「令和元年版 怪談牡丹灯籠」時代劇の最高傑作

「令和元年版 怪談牡丹灯籠」時代劇の最高傑作

(chainatp / gettyimages)

BSプレミアム「令和元年版 怪談牡丹灯籠」(10月6日〜27日、毎週日曜午後10時)は、幕末から明治にかけて落語を芸術の域に高めた、初代三遊亭圓朝の大作怪談を完全映像化した作品である。圓朝の速記本は21章にも及ぶ。悲恋と殺人、盗み、裏切り、仇討ちなどが連鎖して、因果応報の物語が展開する。

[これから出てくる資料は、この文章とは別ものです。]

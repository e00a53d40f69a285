// Copyright (c) 2025 Steve Wagner (ciroque@live.com)
// SPDX-License-Identifier: MIT

//! In-process producers, called directly with no marshaling.

pub mod factory;
pub mod producers;

pub use factory::{NativeConstructor, NativeProducerFactory};
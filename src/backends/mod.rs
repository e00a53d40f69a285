// Copyright (c) 2025 Steve Wagner (ciroque@live.com)
// SPDX-License-Identifier: MIT

//! Output backends.
//!
//! Every backend implements [`Producer`](crate::traits::Producer) and is built
//! from an output's configuration by a [`BackendFactory`]. The scheduler keeps
//! one instance per output name in a [`ProducerRegistry`].
//!
//! # Available Backends
//!
//! ## Native
//! In-process Rust producers selected by implementation name:
//! - **console**: `key value` lines on stdout
//! - **discard**: accepts and counts
//! - **file**: appends values to a file
//!
//! ## Script
//! Rhai scripts compiled once; every record runs in a fresh interpreter with
//! `k`, `v`, `headers` and `params` bound.
//!
//! ## WASM
//! Core WebAssembly modules run under fuel metering with WASI preview1 linked;
//! a fresh store per record.
//!
//! ## Stub Backend (Test-Only)
//! Recording producers and counting factories for scheduler tests.

pub mod factory;
pub mod native;
pub mod registry;
pub mod script;
pub mod wasm;

#[cfg(test)]
pub mod stub;

pub use factory::{BackendFactory, DefaultBackendFactory};
pub use registry::ProducerRegistry;
// Copyright (c) 2025 Steve Wagner (ciroque@live.com)
// SPDX-License-Identifier: MIT

//! Test doubles for producers and backend factories.

use async_trait::async_trait;
use std::sync::atomic::{AtomicUsize, Ordering};
use std::sync::{Arc, Mutex};
use std::time::Instant;
use tokio_util::sync::CancellationToken;

use crate::backends::BackendFactory;
use crate::config::{BackendKind, OutputConfig};
use crate::errors::BackendError;
use crate::traits::{ProduceRequest, ProduceResponse, Producer};

/// One delivered record as seen by a [`RecordingProducer`].
#[derive(Debug, Clone, PartialEq)]
pub struct Recorded {
    pub output: String,
    pub key: String,
    pub value: String,
    pub request: ProduceRequest,
    pub at: Instant,
}

pub type RecordLog = Arc<Mutex<Vec<Recorded>>>;

/// Records every request; fails any record whose value is `"fail"`.
pub struct RecordingProducer {
    output: String,
    log: RecordLog,
    closed: Arc<AtomicUsize>,
}

impl RecordingProducer {
    pub fn new(output: &str) -> Self {
        Self {
            output: output.to_string(),
            log: Arc::default(),
            closed: Arc::default(),
        }
    }

    pub fn records(&self) -> Vec<Recorded> {
        self.log.lock().unwrap().clone()
    }
}

#[async_trait]
impl Producer for RecordingProducer {
    async fn produce(
        &self,
        _cancel: &CancellationToken,
        request: &ProduceRequest,
    ) -> Result<ProduceResponse, BackendError> {
        if request.value == b"fail" {
            return Err(BackendError::produce(&self.output, "rejected by test producer"));
        }

        self.log.lock().unwrap().push(Recorded {
            output: self.output.clone(),
            key: String::from_utf8_lossy(&request.key).into_owned(),
            value: String::from_utf8_lossy(&request.value).into_owned(),
            request: request.clone(),
            at: Instant::now(),
        });

        Ok(ProduceResponse::with_bytes(request.value.len() as u64))
    }

    async fn close(&self) -> Result<(), BackendError> {
        self.closed.fetch_add(1, Ordering::SeqCst);
        Ok(())
    }

    fn kind(&self) -> BackendKind {
        BackendKind::Native
    }
}

/// Producer whose `close` always fails.
pub struct FailingCloseProducer;

#[async_trait]
impl Producer for FailingCloseProducer {
    async fn produce(
        &self,
        _cancel: &CancellationToken,
        _request: &ProduceRequest,
    ) -> Result<ProduceResponse, BackendError> {
        Ok(ProduceResponse::default())
    }

    async fn close(&self) -> Result<(), BackendError> {
        Err(BackendError::Close {
            output: "broken".to_string(),
            reason: "test close failure".to_string(),
        })
    }

    fn kind(&self) -> BackendKind {
        BackendKind::Native
    }
}

/// Producer that panics on every record.
pub struct PanickingProducer;

#[async_trait]
impl Producer for PanickingProducer {
    async fn produce(
        &self,
        _cancel: &CancellationToken,
        _request: &ProduceRequest,
    ) -> Result<ProduceResponse, BackendError> {
        panic!("test producer panicked");
    }

    fn kind(&self) -> BackendKind {
        BackendKind::Native
    }
}

/// Factory producing [`RecordingProducer`]s that share one record log and
/// count constructions and closes.
#[derive(Default)]
pub struct CountingFactory {
    constructed: AtomicUsize,
    closed: Arc<AtomicUsize>,
    log: RecordLog,
    fail_on: Option<String>,
}

impl CountingFactory {
    pub fn new() -> Self {
        Self::default()
    }

    /// Every construction fails.
    pub fn failing() -> Self {
        Self::failing_for("")
    }

    /// Construction of `output` fails; an empty name fails every output.
    pub fn failing_for(output: &str) -> Self {
        Self {
            fail_on: Some(output.to_string()),
            ..Self::default()
        }
    }

    pub fn constructed(&self) -> usize {
        self.constructed.load(Ordering::SeqCst)
    }

    pub fn closed(&self) -> usize {
        self.closed.load(Ordering::SeqCst)
    }

    pub fn records(&self) -> Vec<Recorded> {
        self.log.lock().unwrap().clone()
    }
}

impl BackendFactory for CountingFactory {
    fn create(&self, output: &str, _config: &OutputConfig) -> Result<Arc<dyn Producer>, BackendError> {
        if let Some(fail_on) = &self.fail_on {
            if fail_on.is_empty() || fail_on == output {
                return Err(BackendError::Configuration {
                    output: output.to_string(),
                    reason: "test construction failure".to_string(),
                });
            }
        }

        self.constructed.fetch_add(1, Ordering::SeqCst);
        Ok(Arc::new(RecordingProducer {
            output: output.to_string(),
            log: self.log.clone(),
            closed: self.closed.clone(),
        }))
    }
}
// Copyright (c) 2025 Steve Wagner (ciroque@live.com)
// SPDX-License-Identifier: MIT

use rand::Rng;
use std::collections::HashMap;
use std::sync::{Mutex, PoisonError};

/// Append-only named lists with random and indexed draws.
///
/// Appends and draws on the same store are serialised, so a draw never sees
/// a list mid-append.
#[derive(Debug, Default)]
pub struct ListStore {
    lists: Mutex<HashMap<String, Vec<String>>>,
}

impl ListStore {
    pub fn new() -> Self {
        Self::default()
    }

    pub fn add(&self, name: &str, value: impl Into<String>) {
        self.lists
            .lock()
            .unwrap_or_else(PoisonError::into_inner)
            .entry(name.to_string())
            .or_default()
            .push(value.into());
    }

    pub fn len(&self, name: &str) -> usize {
        self.lists
            .lock()
            .unwrap_or_else(PoisonError::into_inner)
            .get(name)
            .map_or(0, Vec::len)
    }

    /// Uniformly random item, `None` for a missing or empty list.
    pub fn random(&self, name: &str) -> Option<String> {
        let lists = self.lists.lock().unwrap_or_else(PoisonError::into_inner);
        let list = lists.get(name).filter(|l| !l.is_empty())?;
        let index = rand::rng().random_range(0..list.len());
        Some(list[index].clone())
    }

    pub fn at(&self, name: &str, index: usize) -> Option<String> {
        self.lists
            .lock()
            .unwrap_or_else(PoisonError::into_inner)
            .get(name)
            .and_then(|list| list.get(index))
            .cloned()
    }

    /// `min(n, len)` items drawn from distinct positions, uniformly without replacement.
    pub fn random_n(&self, name: &str, n: usize) -> Vec<String> {
        let lists = self.lists.lock().unwrap_or_else(PoisonError::into_inner);
        let Some(list) = lists.get(name) else {
            return Vec::new();
        };

        let amount = n.min(list.len());
        rand::seq::index::sample(&mut rand::rng(), list.len(), amount)
            .into_iter()
            .map(|i| list[i].clone())
            .collect()
    }
}
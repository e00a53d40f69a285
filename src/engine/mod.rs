// Copyright (c) 2025 Steve Wagner (ciroque@live.com)
// SPDX-License-Identifier: MIT

//! Emitters and the scheduler that runs them.
//!
//! Each emitter is one tokio task ticking on its own period. All of them
//! share one [`GenerationState`](crate::state::GenerationState) and resolve
//! their outputs through a single per-run producer registry.

pub mod emitter;
pub mod params;
pub mod scheduler;

#[cfg(test)]
pub mod integration_tests;

pub use emitter::{Emitter, EmitterHandle, EmitterState};
pub use params::merge_parameters;
pub use scheduler::{PreparedRun, RunSummary, Scheduler};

 牡丹を描いた手持ち灯籠を侍女に捧げさせて、美しい娘の幽霊が深夜にカランコロンと下駄の音を響かせて恋する浪人の元を訪れる「お露・新三郎」の物語は、落語や歌舞伎、映画、ドラマで幾度も取り上げられているが、この大作の一部である。ドラマは、時代劇としても最高傑作の水準である。「牡丹灯籠」の映像作品群のなかで画期となるだろう。

 第1回「発端」(6日)は、因果応報の絡み合う人間の業(ごう)を解きほぐしてみせる。時は、吉宗治下の寛保3年。旗本・飯島平左衛門の長男・平太郎(高嶋政宏)が、刀商の店先でささいなことから浪人の黒川孝蔵とけんかとなり、黒川を切り捨てる。平太郎は一刀無念流の免許皆伝の腕前だった。

 切られる直前、黒川は「ちょうどいい。こんなみじめな生活はうんざりしていたところだ」と吐き捨てた。

 平太郎は、心のなかで「切りたい。切ってみたい」と繰り返したのである。

 その事件から20年後、平太郎は父・平左衛門の名前を襲名して、江戸城の書院番の組頭にまで出世していた。